Let’s go back to 1961. If you weren’t here, pretend you were. I’ll put together a high end system for the time that was actually owned by my late uncle. For speakers, let’s go with KLH9 Electrostatic speakers. The Nines were the first full range electrostatic speakers produced in America. Their diaphragms were extremely light and they didn’t use boxed enclosures, which eliminated all sorts of audio problems exhibited by most of today’s boxed speakers (present company’s speakers excepted). These speakers still sound fantastic today, rivaling or surpassing many “high end” speakers. Powering these speakers was a McIntosh MC275, an all tube power amp along with a McIntosh MC20 tube Preamplifier. These classic McIntosh pieces are revered by audiophiles and command a hefty price. Even today, the amp and pre-amp combo’s sound quality is stunning.

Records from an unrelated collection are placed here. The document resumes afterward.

use std::collections::BTreeMap;
use std::sync::Arc;

use serde::{Deserialize, Serialize};
use serde_json::{json, Value};
use tracing::{debug, warn};

use crate::error::{ApiError, NodeError};
use crate::handlers::{self, HandlerOutput, ResourceOperation};
use crate::model::binary::BinaryData;
use crate::model::params::{InputItem, ItemParams};
use crate::transport::Transport;

/// One node execution as the host hands it over.
#[derive(Debug, Clone, Deserialize)]
#[serde(rename_all = "camelCase")]
pub struct NodeInput {
    pub resource: String,
    pub operation: String,
    #[serde(default)]
    pub continue_on_fail: bool,
    #[serde(default)]
    pub items: Vec<InputItem>,
}

#[derive(Debug, Clone, Copy, PartialEq, Eq, Serialize, Deserialize)]
pub struct PairedItem {
    pub item: usize,
}

/// One output record, tagged with the input item it came from.
#[derive(Debug, Clone, PartialEq, Serialize, Deserialize)]
pub struct ExecutionRecord {
    pub json: Value,
    #[serde(default, skip_serializing_if = "BTreeMap::is_empty")]
    pub binary: BTreeMap<String, BinaryData>,
    #[serde(rename = "pairedItem")]
    pub paired_item: PairedItem,
}

impl ExecutionRecord {
    fn json(json: Value, item: usize) -> Self {
        Self {
            json,
            binary: BTreeMap::new(),
            paired_item: PairedItem { item },
        }
    }
}

pub struct Dispatcher {
    transport: Arc<dyn Transport>,
}

impl Dispatcher {
    pub fn new(transport: Arc<dyn Transport>) -> Self {
        Self { transport }
    }

    pub async fn run(&self, input: &NodeInput) -> Result<Vec<ExecutionRecord>, ApiError> {
        self.execute(
            &input.resource,
            &input.operation,
            &input.items,
            input.continue_on_fail,
        )
        .await
    }

    /// Run the selected handler once per item, strictly in order. With
    /// `continue_on_fail` a failing item turns into an `{error}` record;
    /// otherwise the first failure aborts the batch.
    pub async fn execute(
        &self,
        resource: &str,
        operation: &str,
        items: &[InputItem],
        continue_on_fail: bool,
    ) -> Result<Vec<ExecutionRecord>, ApiError> {
        let mut records = Vec::new();

        for (index, item) in items.iter().enumerate() {
            match self.execute_item(resource, operation, index, item).await {
                Ok(mut produced) => records.append(&mut produced),
                Err(err) if continue_on_fail => {
                    warn!(item = index, resource, operation, error = %err, "Item failed, continuing");
                    records.push(ExecutionRecord::json(
                        json!({ "error": err.to_string() }),
                        index,
                    ));
                }
                Err(err) => {
                    warn!(item = index, resource, operation, error = %err, "Item failed");
                    return Err(err.into_api_error());
                }
            }
        }

        Ok(records)
    }

    async fn execute_item(
        &self,
        resource: &str,
        operation: &str,
        index: usize,
        item: &InputItem,
    ) -> Result<Vec<ExecutionRecord>, NodeError> {
        let op = ResourceOperation::resolve(resource, operation)?;
        debug!(item = index, resource, operation, "Dispatching");

        let params = ItemParams::new(index, item);
        let output = handlers::invoke(op, self.transport.as_ref(), &params).await?;
        Ok(records_for(output, index))
    }
}

/// Arrays become one record per element; everything else is a single record.
fn records_for(output: HandlerOutput, index: usize) -> Vec<ExecutionRecord> {
    match output {
        HandlerOutput::Json(Value::Array(values)) => values
            .into_iter()
            .map(|value| ExecutionRecord::json(as_object(value), index))
            .collect(),
        HandlerOutput::Json(value) => vec![ExecutionRecord::json(as_object(value), index)],
        HandlerOutput::Binary { json, binary } => vec![ExecutionRecord {
            json,
            binary,
            paired_item: PairedItem { item: index },
        }],
    }
}

fn as_object(value: Value) -> Value {
    match value {
        Value::Null => json!({}),
        other => other,
    }
}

To augment the bass, let’s choose an 18 or 30 inch Electrovoice woofer and a Marantz tube electronic crossover and an additional amp. The Empire turntable and cartridge delivered excellent sound quality. Back then, you could also buy stereo reel to reel tapes that sounded great.

Even some of the more affordable tubed stereo receivers from companies such as Fisher, Scott and Harman Kardon still sound great along with modestly priced speakers (like ARs and KLHs).

Also, in the 50’s and 60’s the recording industry had some great equipment, which delivered high quality record albums. For example, the Neumann condenser microphones of the 1960’s sound as good as any microphones of today and can fetch enormous prices. The analog tape recorders did an amazing job of capturing all of the sound.

Yes, the industry has made a lot of refinements. Great sound has become more affordable. But make no mistake about it, the early days of stereo in the 1960’s were far from the dark ages.